_To do_
Beginning with the first line of the data below, extract each line up to and including the one containing "copy: callers never". Copy them exactly and add nothing.

Stored records
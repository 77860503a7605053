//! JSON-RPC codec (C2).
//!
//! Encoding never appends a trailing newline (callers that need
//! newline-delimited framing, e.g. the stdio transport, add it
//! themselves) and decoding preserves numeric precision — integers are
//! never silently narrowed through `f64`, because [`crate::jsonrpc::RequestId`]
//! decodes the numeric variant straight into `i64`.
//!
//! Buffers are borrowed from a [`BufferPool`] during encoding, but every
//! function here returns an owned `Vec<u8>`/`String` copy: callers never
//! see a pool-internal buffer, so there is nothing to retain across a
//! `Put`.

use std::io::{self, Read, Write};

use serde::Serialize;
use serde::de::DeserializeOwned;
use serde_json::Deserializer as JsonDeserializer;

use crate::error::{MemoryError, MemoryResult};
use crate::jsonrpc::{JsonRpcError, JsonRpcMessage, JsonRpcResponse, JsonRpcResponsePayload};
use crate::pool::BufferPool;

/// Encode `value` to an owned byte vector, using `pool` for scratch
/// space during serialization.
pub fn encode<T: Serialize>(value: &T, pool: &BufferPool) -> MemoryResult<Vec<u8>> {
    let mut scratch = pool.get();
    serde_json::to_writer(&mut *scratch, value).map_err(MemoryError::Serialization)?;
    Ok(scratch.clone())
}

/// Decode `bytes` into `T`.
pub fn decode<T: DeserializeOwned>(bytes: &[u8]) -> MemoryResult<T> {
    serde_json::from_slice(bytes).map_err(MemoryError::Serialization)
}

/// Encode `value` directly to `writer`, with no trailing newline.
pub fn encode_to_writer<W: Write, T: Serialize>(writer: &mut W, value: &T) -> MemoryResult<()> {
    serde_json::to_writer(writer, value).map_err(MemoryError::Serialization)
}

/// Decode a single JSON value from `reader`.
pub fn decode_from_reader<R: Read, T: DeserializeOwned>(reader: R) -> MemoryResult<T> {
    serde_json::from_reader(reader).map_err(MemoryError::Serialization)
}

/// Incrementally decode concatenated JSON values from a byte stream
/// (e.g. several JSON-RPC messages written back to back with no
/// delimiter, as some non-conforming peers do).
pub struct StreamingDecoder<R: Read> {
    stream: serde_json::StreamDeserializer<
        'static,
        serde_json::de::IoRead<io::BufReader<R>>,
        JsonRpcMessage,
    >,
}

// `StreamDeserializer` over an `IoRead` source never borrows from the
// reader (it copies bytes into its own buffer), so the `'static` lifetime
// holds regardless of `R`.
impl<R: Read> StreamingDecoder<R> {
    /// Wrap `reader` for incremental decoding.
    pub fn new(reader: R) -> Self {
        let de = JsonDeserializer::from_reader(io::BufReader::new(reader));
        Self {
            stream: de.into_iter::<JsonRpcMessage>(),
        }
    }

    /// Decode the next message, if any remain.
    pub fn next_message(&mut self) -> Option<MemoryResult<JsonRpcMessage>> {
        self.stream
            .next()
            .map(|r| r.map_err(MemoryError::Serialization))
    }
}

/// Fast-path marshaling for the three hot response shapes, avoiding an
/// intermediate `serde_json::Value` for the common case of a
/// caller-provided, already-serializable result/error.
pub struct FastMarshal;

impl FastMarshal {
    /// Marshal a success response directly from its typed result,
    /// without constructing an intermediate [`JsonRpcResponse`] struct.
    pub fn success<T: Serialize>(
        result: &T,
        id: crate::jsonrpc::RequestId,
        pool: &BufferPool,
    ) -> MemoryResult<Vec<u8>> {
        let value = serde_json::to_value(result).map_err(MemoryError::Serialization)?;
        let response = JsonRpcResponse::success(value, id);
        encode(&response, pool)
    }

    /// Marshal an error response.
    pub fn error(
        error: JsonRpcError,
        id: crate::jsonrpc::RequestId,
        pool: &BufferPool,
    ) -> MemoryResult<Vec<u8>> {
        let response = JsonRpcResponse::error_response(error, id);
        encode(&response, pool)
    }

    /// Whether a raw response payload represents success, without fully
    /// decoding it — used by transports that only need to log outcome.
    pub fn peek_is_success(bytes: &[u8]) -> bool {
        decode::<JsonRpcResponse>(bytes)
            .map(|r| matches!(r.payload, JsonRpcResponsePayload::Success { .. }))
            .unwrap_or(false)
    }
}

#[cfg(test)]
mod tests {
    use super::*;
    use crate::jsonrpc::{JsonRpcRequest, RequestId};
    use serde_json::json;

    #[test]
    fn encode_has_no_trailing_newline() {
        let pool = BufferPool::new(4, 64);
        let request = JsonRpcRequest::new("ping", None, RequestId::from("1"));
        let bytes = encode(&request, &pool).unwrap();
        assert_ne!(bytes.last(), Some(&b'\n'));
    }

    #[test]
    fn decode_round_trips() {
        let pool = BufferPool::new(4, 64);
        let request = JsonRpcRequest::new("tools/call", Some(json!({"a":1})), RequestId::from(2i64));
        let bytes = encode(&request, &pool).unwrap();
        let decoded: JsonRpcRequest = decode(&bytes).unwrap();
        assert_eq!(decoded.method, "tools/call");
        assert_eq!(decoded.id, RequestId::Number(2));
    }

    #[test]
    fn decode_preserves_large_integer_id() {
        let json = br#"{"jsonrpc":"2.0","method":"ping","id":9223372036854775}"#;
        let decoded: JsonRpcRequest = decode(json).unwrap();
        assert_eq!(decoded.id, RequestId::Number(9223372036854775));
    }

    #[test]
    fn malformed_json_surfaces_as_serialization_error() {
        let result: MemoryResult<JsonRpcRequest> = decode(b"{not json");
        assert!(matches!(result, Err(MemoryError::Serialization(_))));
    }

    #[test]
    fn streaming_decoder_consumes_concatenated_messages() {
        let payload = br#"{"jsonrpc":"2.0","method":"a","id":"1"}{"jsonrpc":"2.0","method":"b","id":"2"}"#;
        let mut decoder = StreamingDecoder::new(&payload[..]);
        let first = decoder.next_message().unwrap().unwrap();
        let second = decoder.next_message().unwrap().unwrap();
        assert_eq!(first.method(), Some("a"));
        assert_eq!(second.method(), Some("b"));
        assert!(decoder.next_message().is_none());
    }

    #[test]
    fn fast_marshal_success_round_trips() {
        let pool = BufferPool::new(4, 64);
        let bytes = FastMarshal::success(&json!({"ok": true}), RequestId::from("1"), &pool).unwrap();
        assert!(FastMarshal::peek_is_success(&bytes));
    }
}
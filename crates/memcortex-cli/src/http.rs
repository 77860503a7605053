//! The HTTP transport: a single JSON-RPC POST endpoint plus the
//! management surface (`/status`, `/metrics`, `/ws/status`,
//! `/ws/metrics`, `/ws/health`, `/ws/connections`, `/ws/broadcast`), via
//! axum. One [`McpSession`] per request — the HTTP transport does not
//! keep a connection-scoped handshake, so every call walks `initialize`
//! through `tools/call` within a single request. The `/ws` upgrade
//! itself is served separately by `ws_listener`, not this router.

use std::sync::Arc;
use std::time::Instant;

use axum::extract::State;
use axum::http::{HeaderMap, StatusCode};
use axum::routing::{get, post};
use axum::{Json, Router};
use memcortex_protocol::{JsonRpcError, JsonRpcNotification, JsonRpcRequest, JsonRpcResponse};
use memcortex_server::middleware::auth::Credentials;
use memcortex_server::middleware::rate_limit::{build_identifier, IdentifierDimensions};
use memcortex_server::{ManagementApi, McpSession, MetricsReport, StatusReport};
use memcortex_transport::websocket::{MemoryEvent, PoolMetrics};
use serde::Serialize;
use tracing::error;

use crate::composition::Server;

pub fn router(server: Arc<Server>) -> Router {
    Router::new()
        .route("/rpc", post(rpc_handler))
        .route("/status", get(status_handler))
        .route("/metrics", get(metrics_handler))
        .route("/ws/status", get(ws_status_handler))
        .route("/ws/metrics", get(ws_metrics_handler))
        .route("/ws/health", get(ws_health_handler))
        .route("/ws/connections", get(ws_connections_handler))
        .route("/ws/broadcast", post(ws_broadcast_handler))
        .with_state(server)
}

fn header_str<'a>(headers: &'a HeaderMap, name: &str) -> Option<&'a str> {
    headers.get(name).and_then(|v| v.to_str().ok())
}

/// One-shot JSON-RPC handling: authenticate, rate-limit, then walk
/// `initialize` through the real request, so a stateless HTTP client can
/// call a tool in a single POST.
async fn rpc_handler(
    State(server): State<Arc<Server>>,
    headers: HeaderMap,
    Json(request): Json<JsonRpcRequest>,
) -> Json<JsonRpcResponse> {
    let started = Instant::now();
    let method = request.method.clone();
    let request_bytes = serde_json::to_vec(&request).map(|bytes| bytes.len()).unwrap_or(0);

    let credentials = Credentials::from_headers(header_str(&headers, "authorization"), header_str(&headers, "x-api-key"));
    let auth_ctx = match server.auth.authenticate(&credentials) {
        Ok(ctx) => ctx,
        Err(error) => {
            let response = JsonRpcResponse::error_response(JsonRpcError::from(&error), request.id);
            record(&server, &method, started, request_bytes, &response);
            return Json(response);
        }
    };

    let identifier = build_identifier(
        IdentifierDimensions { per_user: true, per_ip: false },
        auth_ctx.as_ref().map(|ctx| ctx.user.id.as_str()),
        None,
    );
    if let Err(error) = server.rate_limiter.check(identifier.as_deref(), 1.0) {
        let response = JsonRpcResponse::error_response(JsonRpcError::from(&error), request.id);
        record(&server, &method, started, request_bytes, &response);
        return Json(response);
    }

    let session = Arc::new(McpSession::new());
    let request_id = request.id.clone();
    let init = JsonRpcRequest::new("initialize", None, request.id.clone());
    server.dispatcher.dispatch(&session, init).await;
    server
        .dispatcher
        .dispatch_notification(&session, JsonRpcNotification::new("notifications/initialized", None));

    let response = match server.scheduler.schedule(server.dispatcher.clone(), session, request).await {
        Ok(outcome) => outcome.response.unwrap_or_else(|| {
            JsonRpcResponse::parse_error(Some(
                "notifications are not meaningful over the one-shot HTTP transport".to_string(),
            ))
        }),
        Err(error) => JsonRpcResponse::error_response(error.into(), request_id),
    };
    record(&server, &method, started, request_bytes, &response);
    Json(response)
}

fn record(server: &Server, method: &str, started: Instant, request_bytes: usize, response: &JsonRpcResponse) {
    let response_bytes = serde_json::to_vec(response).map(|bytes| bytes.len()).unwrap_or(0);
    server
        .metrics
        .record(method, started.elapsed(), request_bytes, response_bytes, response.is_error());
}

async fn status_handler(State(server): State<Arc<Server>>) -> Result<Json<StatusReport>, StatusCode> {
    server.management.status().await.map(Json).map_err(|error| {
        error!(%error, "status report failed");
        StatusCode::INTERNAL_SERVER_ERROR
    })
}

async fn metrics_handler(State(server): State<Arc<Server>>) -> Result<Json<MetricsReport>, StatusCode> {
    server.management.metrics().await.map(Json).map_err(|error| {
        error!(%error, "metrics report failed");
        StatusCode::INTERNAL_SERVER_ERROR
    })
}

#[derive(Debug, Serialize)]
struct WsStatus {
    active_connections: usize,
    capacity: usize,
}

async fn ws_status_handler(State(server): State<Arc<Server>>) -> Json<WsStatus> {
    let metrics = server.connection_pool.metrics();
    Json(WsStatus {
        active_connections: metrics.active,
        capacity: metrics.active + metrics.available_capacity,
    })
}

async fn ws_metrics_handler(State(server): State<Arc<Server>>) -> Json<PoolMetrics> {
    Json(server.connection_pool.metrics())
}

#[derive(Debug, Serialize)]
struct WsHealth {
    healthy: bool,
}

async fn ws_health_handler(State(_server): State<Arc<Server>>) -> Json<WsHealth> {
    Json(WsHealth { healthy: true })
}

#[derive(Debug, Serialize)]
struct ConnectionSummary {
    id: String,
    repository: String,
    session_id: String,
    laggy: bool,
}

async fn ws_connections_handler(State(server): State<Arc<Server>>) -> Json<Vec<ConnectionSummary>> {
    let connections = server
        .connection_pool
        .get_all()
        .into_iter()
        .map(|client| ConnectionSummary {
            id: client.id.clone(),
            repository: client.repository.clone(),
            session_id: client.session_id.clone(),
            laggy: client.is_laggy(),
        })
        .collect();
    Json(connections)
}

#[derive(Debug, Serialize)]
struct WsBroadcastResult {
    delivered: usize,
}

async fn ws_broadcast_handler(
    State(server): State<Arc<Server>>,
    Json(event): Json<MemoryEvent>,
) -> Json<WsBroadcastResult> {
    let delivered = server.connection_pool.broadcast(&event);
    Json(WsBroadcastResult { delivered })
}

_Response to this exercise_
repository 77860503a7605053
//! JSON-RPC codec (C2).
//!
//! Encoding never appends a trailing newline (callers that need
//! newline-delimited framing, e.g. the stdio transport, add it
//! themselves) and decoding preserves numeric precision — integers are
//! never silently narrowed through `f64`, because [`crate::jsonrpc::RequestId`]
//! decodes the numeric variant straight into `i64`.
//!
//! Buffers are borrowed from a [`BufferPool`] during encoding, but every
//! function here returns an owned `Vec<u8>`/`String` copy: callers never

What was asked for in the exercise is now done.